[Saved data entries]
- - - - - - -

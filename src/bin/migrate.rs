use axum_restaurant_api::db::{create_orm_conn, run_migrations};

#[tokio::main]
async fn main() -> anyhow::Result<()> {
    dotenvy::dotenv().ok();
    let database_url = std::env::var("DATABASE_URL")?;
    let orm = create_orm_conn(&database_url).await?;
    run_migrations(&orm).await?;
    println!("Migrations applied");
    Ok(())
}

- - - - - - -

Assigned task: Reproduce the data. Keep it exact.

Solution to this task:
filename src/bin/migrate.rs
use axum_restaurant_api::db::{create_orm_conn, run_migrations};

#[tokio::main]
async fn main() -> anyhow::Result<()> {
    dotenvy::dotenv().ok();
    let database_url = std::env::var("DATABASE_URL")?;
    let orm = create_orm_conn(&database_url).await?;
    run_migrations(&orm).await?;
    println!("Migrations applied");
    Ok(())
}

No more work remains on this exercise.